Why does >= return false when == returns true for null values?

50 votes

I have two variables of type int? (or Nullable<int> if you will). I wanted to do a greater-than-or-equal (>=) comparison on the two variables but as it turns out, this returns false if both variables are null, while obviously the == operator returns true.

Can someone explain to me why that is logical because the semantical definition of the >= operator contains the word "or"?

There was a huge debate about this oddity when the feature was originally designed back in C# 2.0. The problem is that C# users are completely used to this being meaningful:

if(someReference == null)

When extending equality to nullable value types, you have the following choices.

1) Nullable equality is truly lifted. If one or both of the operands is null then the result is neither true, nor false, but null. In this case you can either:

1a) Make it illegal to have a nullable value type equality in an "if" statement, because the "if" statement needs a bool, not a nullable bool. Instead, require everyone to use "HasValue" if they want to compare to null. This is verbose and irritating.

1b) Automatically convert null to false. The downside of this is that "x==null" returns false if x is null, which is confusing and works against people's understanding of null comparisons with reference types.

2) Nullable equality is not lifted. Nullable equality is either true or false, and comparison to null is a null check. This makes nullable equality inconsistent with nullable inequality.

None of these choices is obviously correct; they all have pros and cons. VBScript chooses 1b, for example. After much debate the C# design team chose #2.

What does "<=>" in MySQL mean?

13 votes

What does <=> in MySQL mean and do?

The manual says it all:

NULL-safe equal.
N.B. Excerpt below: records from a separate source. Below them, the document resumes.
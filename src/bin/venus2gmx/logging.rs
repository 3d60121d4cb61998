// Released under MIT License.
// Copyright (c) 2024 venus_gmx developers

use tracing_subscriber::{filter::LevelFilter, fmt, prelude::*};

/// Get the level of logging for the given verbosity.
pub fn level_filter(verbosity: u8, quiet: bool) -> LevelFilter {
    if quiet {
        return LevelFilter::OFF;
    }

    match verbosity {
        0 => LevelFilter::WARN,
        1 => LevelFilter::INFO,
        2 => LevelFilter::DEBUG,
        _ => LevelFilter::TRACE,
    }
}

/// Install a global subscriber writing log messages to stderr.
pub fn setup_logging(verbosity: u8, quiet: bool) {
    let stderr_layer = fmt::layer()
        .with_writer(std::io::stderr)
        .with_target(false)
        .compact();

    tracing_subscriber::registry()
        .with(level_filter(verbosity, quiet))
        .with(stderr_layer)
        .init();
}
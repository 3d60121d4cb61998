// Released under MIT License.
// Copyright (c) 2024 venus_gmx developers

//! Complete conversion of VENUS output into GROMACS trajectory files.

use std::path::{Path, PathBuf};

use tracing::info;

use crate::config::ConvertOptions;
use crate::errors::{ConvertError, InputKind};
use crate::files::FileType;
use crate::io::gro_io::read_gro_template;
use crate::io::traj_write::{write_trajectories, OutputFormat};
use crate::io::venus_io::VenusParser;
use crate::progress::ProgressPrinter;
use crate::structures::reorder::ReorderMap;

/// Check that an input file exists.
fn require_input(kind: InputKind, path: &Path) -> Result<(), ConvertError> {
    if path.exists() {
        Ok(())
    } else {
        Err(ConvertError::MissingInput(kind, Box::from(path)))
    }
}

/// Convert VENUS output into g96 or gro trajectory files.
///
/// ## Returns
/// Paths to all written files. Otherwise `ConvertError`.
///
/// ## Example
/// ```no_run
/// use venus_gmx::prelude::*;
///
/// let options = ConvertOptions::new("venus.out", "traj.gro")
///     .with_template("template.gro")
///     .with_reorder("reorder.dat");
///
/// match convert(&options) {
///     Ok(files) => println!("Written {} files.", files.len()),
///     Err(e) => eprintln!("{}", e),
/// }
/// ```
///
/// ## Notes
/// - All inputs are read and checked before any output file is backed up or written.
///   If an error occurs, the file system is left untouched.
/// - Existence of all input files is checked before any of them is read.
pub fn convert(options: &ConvertOptions) -> Result<Vec<PathBuf>, ConvertError> {
    let format = options.validate()?;

    require_input(InputKind::Venus, options.venus())?;
    if let Some(path) = options.reorder() {
        require_input(InputKind::Reorder, path)?;
    }
    if format == FileType::GRO {
        if let Some(path) = options.template() {
            require_input(InputKind::Template, path)?;
        }
    }

    let reorder = match options.reorder() {
        Some(path) => Some(
            ReorderMap::from_file(path)
                .map_err(|e| ConvertError::Reorder(Box::from(path.as_path()), e))?,
        ),
        None => None,
    };

    let template = match (format, options.template()) {
        (FileType::GRO, Some(path)) => Some(read_gro_template(path)?),
        _ => None,
    };

    let mut parser = VenusParser::new();
    if let Some(map) = reorder.as_ref() {
        parser = parser.with_reorder(map);
    }
    if let Some(template) = template.as_ref() {
        parser = parser.with_template(template);
    }
    if options.progress() {
        parser = parser.with_progress(ProgressPrinter::new());
    }

    let trajectories = parser
        .parse_file(options.venus())
        .map_err(|e| ConvertError::Venus(Box::from(options.venus().as_path()), e))?;

    info!(
        "Read {} frame(s) in {} trajectory(ies) from '{}'.",
        trajectories.n_frames(),
        trajectories.n_trajectories(),
        options.venus().display()
    );

    let output_format = match template.as_ref() {
        Some(template) => OutputFormat::Gro(template),
        None => OutputFormat::G96,
    };

    Ok(write_trajectories(
        &trajectories,
        output_format,
        options.output(),
        options.split(),
    )?)
}

/******************************/
/*         UNIT TESTS         */
/******************************/

#[cfg(test)]
mod tests {
    use super::*;
    use crate::errors::{ConfigError, ErrorCategory, ParseVenusError};
    use file_diff::diff_files;
    use std::fs::{self, File};
    use tempfile::TempDir;

    fn assert_same_files(result: impl AsRef<Path>, expected: impl AsRef<Path>) {
        let mut result = File::open(result).unwrap();
        let mut expected = File::open(expected).unwrap();
        assert!(diff_files(&mut result, &mut expected));
    }

    #[test]
    fn convert_g96() {
        let dir = TempDir::new().unwrap();
        let output = dir.path().join("traj.g96");

        let options = ConvertOptions::new("test_files/venus_short.out", &output);
        let files = convert(&options).unwrap();

        assert_eq!(files.len(), 2);
        assert_same_files(&files[0], "test_files/expected_traj_1.g96");
        assert_same_files(&files[1], "test_files/expected_traj_2.g96");
    }

    #[test]
    fn convert_gro_nosplit() {
        let dir = TempDir::new().unwrap();
        let output = dir.path().join("traj.gro");

        let options = ConvertOptions::new("test_files/venus_short.out", &output)
            .with_template("test_files/template.gro")
            .with_split(false);
        let files = convert(&options).unwrap();

        assert_eq!(files, vec![output.clone()]);
        assert_same_files(&output, "test_files/expected_all.gro");
    }

    #[test]
    fn convert_reordered() {
        let dir = TempDir::new().unwrap();
        let output = dir.path().join("traj.g96");

        let options = ConvertOptions::new("test_files/venus_short.out", &output)
            .with_reorder("test_files/reorder.dat")
            .with_split(false);
        convert(&options).unwrap();

        assert_same_files(&output, "test_files/expected_reordered.g96");
    }

    #[test]
    fn convert_from_yaml() {
        let dir = TempDir::new().unwrap();
        let output = dir.path().join("traj.gro");

        let options = ConvertOptions::from_yaml_file("test_files/convert.yaml").unwrap();
        let options = ConvertOptions::new(options.venus(), &output)
            .with_template(options.template().as_ref().unwrap())
            .with_split(options.split());

        let files = convert(&options).unwrap();
        assert_eq!(files, vec![output]);
    }

    #[test]
    fn missing_venus() {
        let dir = TempDir::new().unwrap();
        let options = ConvertOptions::new("test_files/nonexistent.out", dir.path().join("traj.g96"));

        let error = convert(&options).unwrap_err();
        assert_eq!(
            error,
            ConvertError::MissingInput(
                InputKind::Venus,
                Box::from(Path::new("test_files/nonexistent.out"))
            )
        );
        assert_eq!(error.category(), ErrorCategory::MissingInput);
    }

    #[test]
    fn missing_template() {
        let dir = TempDir::new().unwrap();
        let options = ConvertOptions::new("test_files/venus_short.out", dir.path().join("traj.gro"))
            .with_template("test_files/nonexistent.gro");

        assert_eq!(
            convert(&options),
            Err(ConvertError::MissingInput(
                InputKind::Template,
                Box::from(Path::new("test_files/nonexistent.gro"))
            ))
        );
    }

    #[test]
    fn missing_reorder() {
        let dir = TempDir::new().unwrap();
        let options = ConvertOptions::new("test_files/venus_short.out", dir.path().join("traj.g96"))
            .with_reorder("test_files/nonexistent.dat");

        assert_eq!(
            convert(&options),
            Err(ConvertError::MissingInput(
                InputKind::Reorder,
                Box::from(Path::new("test_files/nonexistent.dat"))
            ))
        );
    }

    #[test]
    fn gro_without_template() {
        let options = ConvertOptions::new("test_files/venus_short.out", "traj.gro");
        let error = convert(&options).unwrap_err();

        assert_eq!(error, ConvertError::Config(ConfigError::MissingTemplate));
        assert_eq!(error.category(), ErrorCategory::Config);
    }

    #[test]
    fn template_mismatch_before_any_output() {
        let dir = TempDir::new().unwrap();
        let output = dir.path().join("traj.gro");
        let existing = dir.path().join("traj_1.gro");
        fs::write(&existing, "previous").unwrap();

        let options = ConvertOptions::new("test_files/venus_short.out", &output)
            .with_template("test_files/template_4atoms.gro");

        let error = convert(&options).unwrap_err();
        assert_eq!(
            error,
            ConvertError::Venus(
                Box::from(Path::new("test_files/venus_short.out")),
                ParseVenusError::TemplateMismatch {
                    declared: 3,
                    template: 4
                }
            )
        );
        assert_eq!(error.category(), ErrorCategory::SchemaViolation);

        assert_eq!(fs::read_to_string(&existing).unwrap(), "previous");
        assert_eq!(fs::read_dir(dir.path()).unwrap().count(), 1);
    }

    #[test]
    fn invalid_reorder_map() {
        let dir = TempDir::new().unwrap();
        let options = ConvertOptions::new("test_files/venus_short.out", dir.path().join("traj.g96"))
            .with_reorder("test_files/reorder_duplicate.dat");

        let error = convert(&options).unwrap_err();
        assert_eq!(error.category(), ErrorCategory::Permutation);
        assert_eq!(fs::read_dir(dir.path()).unwrap().count(), 0);
    }

    #[test]
    fn reorder_length_mismatch() {
        let dir = TempDir::new().unwrap();
        let options = ConvertOptions::new("test_files/venus_short.out", dir.path().join("traj.g96"))
            .with_reorder("test_files/reorder_short.dat");

        let error = convert(&options).unwrap_err();
        assert_eq!(
            error,
            ConvertError::Venus(
                Box::from(Path::new("test_files/venus_short.out")),
                ParseVenusError::ReorderMismatch {
                    declared: 3,
                    map: 2
                }
            )
        );
        assert_eq!(error.category(), ErrorCategory::SchemaViolation);
    }
}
This operator performs an equality comparison like the = operator, but returns 1 rather than NULL if both operands are NULL, and 0 rather than NULL if one operand is NULL.

mysql> select NULL <=> NULL;
+---------------+
| NULL <=> NULL |
+---------------+
|             1 |
+---------------+
1 row in set (0.00 sec)

mysql> select NULL = NULL;
+-------------+
| NULL = NULL |
+-------------+
|        NULL |
+-------------+
1 row in set (0.00 sec)

mysql> select NULL <=> 1;
+------------+
| NULL <=> 1 |
+------------+
|          0 |
+------------+
1 row in set (0.00 sec)

mysql> select NULL = 1;
+----------+
| NULL = 1 |
+----------+
|     NULL |
+----------+
1 row in set (0.00 sec)

mysql> 

MySQL "IN" operator performance on (large?) amount of values

6 votes

Hi,

I have been experimenting with Redis and MongoDB lately and it would seem that there are often cases where you would store an array of id's in either MongoDB or Redis. I'll stick with Redis for this question since I am asking about the MySQL IN operator.

I was wondering how performant it is to do a large amount (300-3000) of id's inside the IN operator, which would look something like this:

SELECT id, name, price
FROM products
WHERE id IN (1, 2, 3, 4, ...... 3000)

Imagine something as simple as a products and categories table which you might normally JOIN together to get the products from a certain category. In the example above you can see that under a given category in Redis ( category:4:product_ids ) I return all the product ids from the category with id 4, and place them in the above SELECT query inside the IN operator.

How performant is this?

Is this an "it depends" situation? Or is there a concreet "this is (un)acceptable" or "fast" or "slow" or should I add a LIMIT 25, or doesn't that help?

SELECT id, name, price
FROM products
WHERE id IN (1, 2, 3, 4, ...... 3000)
LIMIT 25

Or should I trim the array of product id's returned by Redis to limit it to 25 and only add 25 id's to the query rather than 3000 and LIMIT-ing it to 25 from inside the query?

SELECT id, name, price
FROM products
WHERE id IN (1, 2, 3, 4, ...... 25)

Any suggestions/feedback is much appreciated!

Generally speaking, if the IN list gets too large (for some ill-defined value of 'too large' that is usually in the region of 100 or smaller), it becomes more efficient to use a join, creating a temporary table if need so be to hold the numbers.

If the numbers are a dense set (no gaps - which the sample data suggests), then you can do even better with WHERE id BETWEEN 300 AND 3000. However, presumably there are gaps in the set, at which point it may be better to go with the list of valid values after all (unless the gaps are relatively few in number, in which case you could use: WHERE id BETWEEN 300 AND 3000 AND id NOT BETWEEN 742 AND 836 or whatever the gaps are.